From our infection model, we expect a linear relationship between the infection rate, m extracted from the countries infection curves and our $p_T^{\left(k\right)}$. In particular, from a plot of m vs. $p_T^{\left(k\right)}$, we can both check the validity of the model and extract the parameters β and γ from which we can provide an estimate of $R_0=\frac{\beta }{\gamma }$.

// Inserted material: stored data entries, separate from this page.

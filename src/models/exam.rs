use chrono::NaiveDate;
use serde::{Deserialize, Serialize};
use sqlx::FromRow;

#[derive(Debug, Clone, FromRow, Serialize, Deserialize)]
pub struct Exam {
    pub id: i64,
    pub title: String,
    /// Non-blank department scopes the exam to that department ("internal"
    /// exam); blank or NULL means every department sits it.
    pub department: Option<String>,
    pub exam_type: String,
    pub exam_date: Option<NaiveDate>,
}

impl Exam {
    /// Normalized department scope, or None for a semester-wide exam.
    pub fn department_scope(&self) -> Option<&str> {
        match self.department.as_deref().map(str::trim) {
            Some(d) if !d.is_empty() => Some(d),
            _ => None,
        }
    }
}
// ============================================================================
// Tests
// ============================================================================

#[cfg(test)]
mod tests {
    use super::*;

    use serde_json::{Value, json};
    use tokio::net::TcpListener;
    use tokio_test::assert_ok;
    use tokio_tungstenite::accept_async;

    use crate::protocol::PageCommand;

    /// Routes dispatcher diagnostics into the test harness output.
    fn init_tracing() {
        let _ = tracing_subscriber::fmt()
            .with_env_filter("chromium_printer=trace")
            .with_test_writer()
            .try_init();
    }

    /// Spawns a single-connection fake browser endpoint.
    ///
    /// `greetings` are pushed right after the handshake; `on_message` maps
    /// each inbound command to zero or more reply frames.
    async fn fake_browser<F>(greetings: Vec<String>, mut on_message: F) -> String
    where
        F: FnMut(Value) -> Vec<String> + Send + 'static,
    {
        let listener = TcpListener::bind("127.0.0.1:0").await.expect("bind");
        let addr = listener.local_addr().expect("local addr");

        tokio::spawn(async move {
            let (stream, _) = listener.accept().await.expect("accept");
            let mut ws = accept_async(stream).await.expect("handshake");

            for greeting in greetings {
                if ws.send(WsMessage::Text(greeting.into())).await.is_err() {
                    return;
                }
            }

            while let Some(Ok(message)) = ws.next().await {
                if let WsMessage::Text(text) = message {
                    let value: Value = serde_json::from_str(&text).expect("command json");
                    for reply in on_message(value) {
                        if ws.send(WsMessage::Text(reply.into())).await.is_err() {
                            return;
                        }
                    }
                }
            }
        });

        format!("ws://{addr}")
    }

    fn navigate() -> MethodCall {
        MethodCall::Page(PageCommand::Navigate {
            url: "https://example.com".to_string(),
        })
    }

    #[tokio::test]
    async fn test_ids_strictly_increasing_from_one() {
        init_tracing();
        let url = fake_browser(vec![], |command| {
            vec![json!({ "id": command["id"], "result": {} }).to_string()]
        })
        .await;

        let (connection, _events) = Connection::connect(&url, SessionLog::disabled())
            .await
            .expect("connect");

        let first = connection.send(navigate(), None).await.expect("first");
        let second = connection.send(navigate(), None).await.expect("second");
        let third = connection.send(navigate(), None).await.expect("third");

        assert_eq!(first.id, CommandId::new(1));
        assert_eq!(second.id, CommandId::new(2));
        assert_eq!(third.id, CommandId::new(3));
        assert_eq!(connection.pending_count(), 0);
    }

    #[tokio::test]
    async fn test_unknown_id_response_discarded_without_crosstalk() {
        let url = fake_browser(vec![], |command| {
            vec![
                // Stale response first; must not corrupt the real caller.
                json!({ "id": 999, "result": { "stale": true } }).to_string(),
                json!({ "id": command["id"], "result": { "ok": true } }).to_string(),
            ]
        })
        .await;

        let (connection, _events) = Connection::connect(&url, SessionLog::disabled())
            .await
            .expect("connect");

        let response = connection.send(navigate(), None).await.expect("send");
        assert_eq!(response.id, CommandId::new(1));
        assert_eq!(
            response.result.expect("result")["ok"],
            Value::Bool(true)
        );
        assert_eq!(connection.pending_count(), 0);
    }

    #[tokio::test]
    async fn test_timeout_removes_pending_entry() {
        // Browser that never answers.
        let url = fake_browser(vec![], |_| vec![]).await;

        let (connection, _events) = Connection::connect(&url, SessionLog::disabled())
            .await
            .expect("connect");

        let err = connection
            .send_with_timeout(navigate(), None, Duration::from_millis(200))
            .await
            .unwrap_err();

        assert!(matches!(err, Error::RequestTimeout { .. }));

        // Cleanup travels through the dispatcher; give it a beat.
        tokio::time::sleep(Duration::from_millis(50)).await;
        assert_eq!(connection.pending_count(), 0);
    }

    #[tokio::test]
    async fn test_malformed_messages_do_not_end_session() {
        let url = fake_browser(
            vec![
                "{oops".to_string(),
                json!({ "params": { "orphan": true } }).to_string(),
            ],
            |command| vec![json!({ "id": command["id"], "result": {} }).to_string()],
        )
        .await;

        let (connection, _events) = Connection::connect(&url, SessionLog::disabled())
            .await
            .expect("connect");

        // Garbage already arrived; the session must still work.
        tokio::time::sleep(Duration::from_millis(50)).await;
        let response = tokio_test::assert_ok!(connection.send(navigate(), None).await);
        assert!(!response.is_error());
    }

    #[tokio::test]
    async fn test_events_fan_out_to_stream() {
        let lifecycle = json!({
            "method": "Page.lifecycleEvent",
            "params": { "frameId": "F1", "loaderId": "L1", "name": "load" },
            "sessionId": "S1"
        })
        .to_string();

        let url = fake_browser(vec![lifecycle], |_| vec![]).await;

        let (_connection, mut events) = Connection::connect(&url, SessionLog::disabled())
            .await
            .expect("connect");

        let event = events.recv().await.expect("event");
        assert_eq!(event.method, "Page.lifecycleEvent");
        assert_eq!(event.session_id, Some(SessionId::from("S1")));
    }

    #[tokio::test]
    async fn test_shutdown_fails_pending_with_session_closed() {
        let url = fake_browser(vec![], |_| vec![]).await;

        let (connection, _events) = Connection::connect(&url, SessionLog::disabled())
            .await
            .expect("connect");

        let waiter = {
            let connection = connection.clone();
            tokio::spawn(async move {
                connection
                    .send_with_timeout(navigate(), None, Duration::from_secs(30))
                    .await
            })
        };

        tokio::time::sleep(Duration::from_millis(100)).await;
        assert_eq!(connection.pending_count(), 1);

        connection.shutdown();
        // Idempotent.
        connection.shutdown();

        let result = waiter.await.expect("join");
        assert!(matches!(result, Err(Error::SessionClosed)));
        assert_eq!(connection.pending_count(), 0);
    }

    #[tokio::test]
    async fn test_browser_side_error_response_surfaces() {
        let url = fake_browser(vec![], |command| {
            vec![
                json!({
                    "id": command["id"],
                    "error": { "code": -32000, "message": "Cannot navigate to invalid URL" }
                })
                .to_string(),
            ]
        })
        .await;

        let (connection, _events) = Connection::connect(&url, SessionLog::disabled())
            .await
            .expect("connect");

        let response = connection.send(navigate(), None).await.expect("send");
        let err = response.into_result().unwrap_err();
        assert!(matches!(err, Error::CommandFailed { .. }));
    }
}
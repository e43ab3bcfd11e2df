//! Type-safe identifiers for protocol entities.
//!
//! Newtype wrappers prevent mixing incompatible IDs at compile time.
//!
//! | Type | Wire shape | Purpose |
//! |------|------------|---------|
//! | [`CommandId`] | integer | Request/response correlation |
//! | [`FrameId`] | string | Navigable document context |
//! | [`LoaderId`] | string | One navigation of a frame |
//! | [`TargetId`] | string | Browser-level page target |
//! | [`SessionId`] | string | Flat-mode protocol session |
//! | [`InstanceId`] | string | Per-conversion log tag |

// ============================================================================
// Imports
// ============================================================================

use std::fmt;

use serde::{Deserialize, Serialize};
use uuid::Uuid;

// ============================================================================
// CommandId
// ============================================================================

/// Correlation identifier for one protocol command.
///
/// Assigned by the connection from a per-session counter: strictly
/// increasing, starting at 1, never reused within a session.
#[derive(Debug, Clone, Copy, PartialEq, Eq, Hash, PartialOrd, Ord, Serialize, Deserialize)]
#[serde(transparent)]
pub struct CommandId(u64);

impl CommandId {
    /// Creates a command ID from a raw sequence value.
    #[inline]
    #[must_use]
    pub const fn new(value: u64) -> Self {
        Self(value)
    }

    /// Returns the raw sequence value.
    #[inline]
    #[must_use]
    pub const fn value(self) -> u64 {
        self.0
    }
}

impl fmt::Display for CommandId {
    fn fmt(&self, f: &mut fmt::Formatter<'_>) -> fmt::Result {
        write!(f, "{}", self.0)
    }
}

// ============================================================================
// String identifiers
// ============================================================================

macro_rules! string_id {
    ($(#[$doc:meta])* $name:ident) => {
        $(#[$doc])*
        #[derive(Debug, Clone, PartialEq, Eq, Hash, Serialize, Deserialize)]
        #[serde(transparent)]
        pub struct $name(String);

        impl $name {
            /// Creates the identifier from its wire string.
            #[inline]
            #[must_use]
            pub fn new(value: impl Into<String>) -> Self {
                Self(value.into())
            }

            /// Returns the wire string.
            #[inline]
            #[must_use]
            pub fn as_str(&self) -> &str {
                &self.0
            }
        }

        impl fmt::Display for $name {
            fn fmt(&self, f: &mut fmt::Formatter<'_>) -> fmt::Result {
                f.write_str(&self.0)
            }
        }

        impl From<&str> for $name {
            fn from(value: &str) -> Self {
                Self(value.to_string())
            }
        }
    };
}

string_id! {
    /// Identifier of a frame (top-level page or sub-frame).
    FrameId
}

string_id! {
    /// Identifier of one navigation of a frame.
    ///
    /// Changes each time the frame begins a new navigation; used to
    /// distinguish current-navigation signals from stale ones.
    LoaderId
}

string_id! {
    /// Browser-level identifier of a page target.
    TargetId
}

string_id! {
    /// Flat-mode protocol session identifier returned by target attach.
    SessionId
}

// ============================================================================
// InstanceId
// ============================================================================

/// Per-conversion tag attached to log lines.
///
/// Allows demultiplexing of concurrent conversions sharing one log
/// destination.
#[derive(Debug, Clone, PartialEq, Eq, Hash)]
pub struct InstanceId(String);

impl InstanceId {
    /// Generates a fresh random instance identifier.
    #[inline]
    #[must_use]
    pub fn generate() -> Self {
        Self(Uuid::new_v4().simple().to_string())
    }

    /// Creates an instance identifier from a caller-supplied tag.
    #[inline]
    #[must_use]
    pub fn new(value: impl Into<String>) -> Self {
        Self(value.into())
    }

    /// Returns the tag string.
    #[inline]
    #[must_use]
    pub fn as_str(&self) -> &str {
        &self.0
    }
}

impl fmt::Display for InstanceId {
    fn fmt(&self, f: &mut fmt::Formatter<'_>) -> fmt::Result {
        f.write_str(&self.0)
    }
}

// ============================================================================
// Tests
// ============================================================================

At first, we compared the m found for the 29 countries of the European area with the corresponding $p_T^{\left(k\right)}\text{s}$ computed starting from the frequencies of the different blood types found in each country and reported in Table 2. While a contagion scheme based only on the Rhesus group rules ($p_T^{\left(2\right)}$) does not explain the observed trends of the epidemics, a high Pearson correlation (0.71) is present between data and model predictions when contagions are driven by the ABO group rules ($p_T^{\left(4\right)}$). Indeed, as shown in Fig 4a, countries with higher susceptibility also present, on average, a higher m value. A linear fit of the data allows us to extract the overall values of infection (β) and recovery (γ) rates that if combined yield a value of R₀ of ∼2 in excellent agreement with the current estimates of reproduction number in the early stages of the outbreak [33]. We note that points tend to form two clusters. Interestingly, retrieving the geographic information, we see a clear east-to-west gradient of the susceptibility, which drives back to the different geographical distribution of the ABH phenotypes [34]. Fig 4b clearly shows at a glance this trend for the four-group susceptibility, $p_T^{\left(4\right)}$.

Fig 4.

a) Inverse characteristic time of the epidemic exponential phase extracted from cumulative infection curves, m, vs theoretical prediction, $p_T^{\left(4\right)}$ obtained from Eq (11) using the ABO set of rules and the blood type frequencies in Table 2. Each dot corresponds to one of the 29 analyzed countries in the European region named according to the 2-letter ISO code and reported in Table 2. The black line represents the best solution of a linear fit performed with the York method and the grey shaded area is the ± one standard deviation confidence band. The uncertainty on $p_T^{\left(4\right)}$ are obtained as $\Delta p_T^{\left(4\right)}\approx 2\sqrt{4}\Delta f$ where Δf = 10⁻³. b) Map representation of European countries. Each country is colored according to its $p_T^{\left(4\right)}$ susceptibility value obtained from Eq (11) using the ABO set of rules and the blood type frequencies reported in Table 2. $p_T^{\left(4\right)}$ values increase going from blue to red. Gray countries have not been considered due to a lack of either blood or infection information. The map shows large variability in the susceptibility $p_T^{\left(4\right)}$ (that ranges from 0.56 to 0.68) and a clear east-to-west gradient. The increase of susceptibility going west is a direct consequence of the tendency of increase of the O blood type in this direction: the more one blood type dominates, the higher is the susceptibility. The map has been realized using the python ‘Cartopy’ library [32] with Natural Earth data.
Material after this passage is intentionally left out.